I would think that the 66.4 is a conversion thing from an american recipe with their funny counting methods. I would just go 66 or 67 based on knowing your brewing system. The difference of half a degree is nothing when you take into account different systems uaing the same recipe and temps


----------



## Parks (20/1/14)

I wanted to do 66.7 or something the other day too and in the end looked no further and went 67.

Agreed with black_labb that it really wouldn't make any difference.


----------



## QldKev (20/1/14)

Set
dP = 1

but FIRST you must have setup the setting COOL with C=0, hint just set COOL=2


----------



## macca05 (20/1/14)

Thanks everyone,
I have been just rounding it to the nearest whole number, but as the pid should do decimals its annoying.

QldKev, I already have dP =1 and my COOL is set but cant remember what too.

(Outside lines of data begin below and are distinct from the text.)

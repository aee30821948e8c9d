//! Network identifiers and RPC endpoint descriptors.

use crate::utils::ConfigError;
use serde::{Deserialize, Serialize};
use std::fmt;
use std::str::FromStr;

/// Cluster an endpoint serves
#[derive(Debug, Clone, Copy, PartialEq, Eq, Hash, Serialize, Deserialize)]
#[serde(rename_all = "lowercase")]
pub enum NetworkId {
    Mainnet,
    Devnet,
    Testnet,
    Localnet,
}

impl NetworkId {
    pub const ALL: [NetworkId; 4] = [
        NetworkId::Mainnet,
        NetworkId::Devnet,
        NetworkId::Testnet,
        NetworkId::Localnet,
    ];

    pub fn as_str(&self) -> &'static str {
        match self {
            NetworkId::Mainnet => "mainnet",
            NetworkId::Devnet => "devnet",
            NetworkId::Testnet => "testnet",
            NetworkId::Localnet => "localnet",
        }
    }
}

impl fmt::Display for NetworkId {
    fn fmt(&self, f: &mut fmt::Formatter<'_>) -> fmt::Result {
        f.write_str(self.as_str())
    }
}

impl FromStr for NetworkId {
    type Err = ConfigError;

    fn from_str(s: &str) -> Result<Self, Self::Err> {
        match s.trim().to_lowercase().as_str() {
            "mainnet" | "mainnet-beta" => Ok(NetworkId::Mainnet),
            "devnet" => Ok(NetworkId::Devnet),
            "testnet" => Ok(NetworkId::Testnet),
            "localnet" | "localhost" => Ok(NetworkId::Localnet),
            _ => Err(ConfigError::UnknownNetwork(s.to_string())),
        }
    }
}

/// One RPC endpoint in the static catalog
#[derive(Debug, Clone, PartialEq, Eq, Serialize, Deserialize)]
pub struct EndpointDescriptor {
    pub id: String,
    pub url: String,
    pub network: NetworkId,
    /// Lower values are tried first
    pub priority: u32,
}

impl EndpointDescriptor {
    pub fn new(
        id: impl Into<String>,
        url: impl Into<String>,
        network: NetworkId,
        priority: u32,
    ) -> Self {
        Self {
            id: id.into(),
            url: url.into(),
            network,
            priority,
        }
    }
}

Im sure its set to C. Are you saying your 2352P can be set to 66.4C

Macca


----------



## JotaPerro (20/1/14)

My 2352 also shows 1 decimal place, but with the same settings on the 2352P, it doesn't show.


----------



## Parks (20/1/14)

macca05 said:


> Thanks everyone,
> I have been just rounding it to the nearest whole number, but as the pid should do decimals its annoying.
> 
> QldKev, I already have dP =1 and my COOL is set but cant remember what too. Im sure its set to C. Are you saying your 2352P can be set to 66.4C
> ...


I think COOL was 21 or something meaning Celcius and in Cool mode - you know, for usability h34r:


----------



## macca05 (21/1/14)

JotaPerro said:


> My 2352 also shows 1 decimal place, but with the same settings on the 2352P, it doesn't show.


That is exactly what i mean. I might sign up to the auberin forum and post the problem there. I have a feeling the 2352p does not work in decimals

Macca


----------



## QldKev (21/1/14)

My Auber 2352P does show decimals.


----------



## Parks (21/1/14)

He wants to set his mash temp to 66.4 - not talking about the display precision, the set precision.

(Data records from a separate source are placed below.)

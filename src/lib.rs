//! mixer-resilience - network resilience layer for a privacy-mixer client
//!
//! Classifies failures into a closed error taxonomy, retries transient ones
//! with exponential backoff, rotates through fallback RPC endpoints and
//! tracks connection and proof-generation progress for rendering.

// Public modules
pub mod config;
pub mod constants;
pub mod core;
pub mod logger;
pub mod models;
pub mod normalize;
pub mod utils;

// Re-export commonly used types
pub use crate::config::AppConfig;
pub use crate::core::{
    next_endpoint, Classifier, ConnectionState, EndpointCatalog, ProofStage, ProofState,
    ResilientRunner, Tracker,
};
pub use crate::models::{EndpointDescriptor, ErrorCode, ErrorRecord, NetworkId, RawError};
pub use crate::utils::{retry_with_backoff, ConfigError, RetryConfig, ValidationError};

Sent from my iPhone using Tapatalk


----------



## QldKev (21/1/14)

Parks said:


> He wants to set his mash temp to 66.4 - not talking about the display precision, the set precision. Sent from my iPhone using Tapatalk


Ahhh, now that explains it. Mine also only allows to a whole number in the settings screen.


----------



## macca05 (21/1/14)

Yeh that's correct. Was trying to find out if I could set with a decimal.
Not that big a deal as it seems that's how everyone's is. 
Cheers everyone


----------



## Camo6 (2/6/14)

To avoid starting a new thread I thought I'd post here.
I'm playing about with a 2352 and a 2352p. I have set cool=2 and dp=1 and sn=21 on both but I've found that the PV of the 2352 reads ambient 13.4 whereas the PV of the 2352p reads 134. It seems the decimal point of the 2352p is missing. Looking at Qldkevs pic it seems this isn't normal. Anyone else have this problem?


----------



## macca05 (3/6/14)

The only thing I can think of is the dp did not set to 1. Try setting it again and if that doesnt work the decimal could be faulty. My 2352p flickers when I first power up and can last for a good min before it stops. Auberins said t return it but I couldnt be bothered as it still works fine.


----------



## Camo6 (3/6/14)

Cheers. I think the displays faulty and got a quick email back so will reply tonight.


----------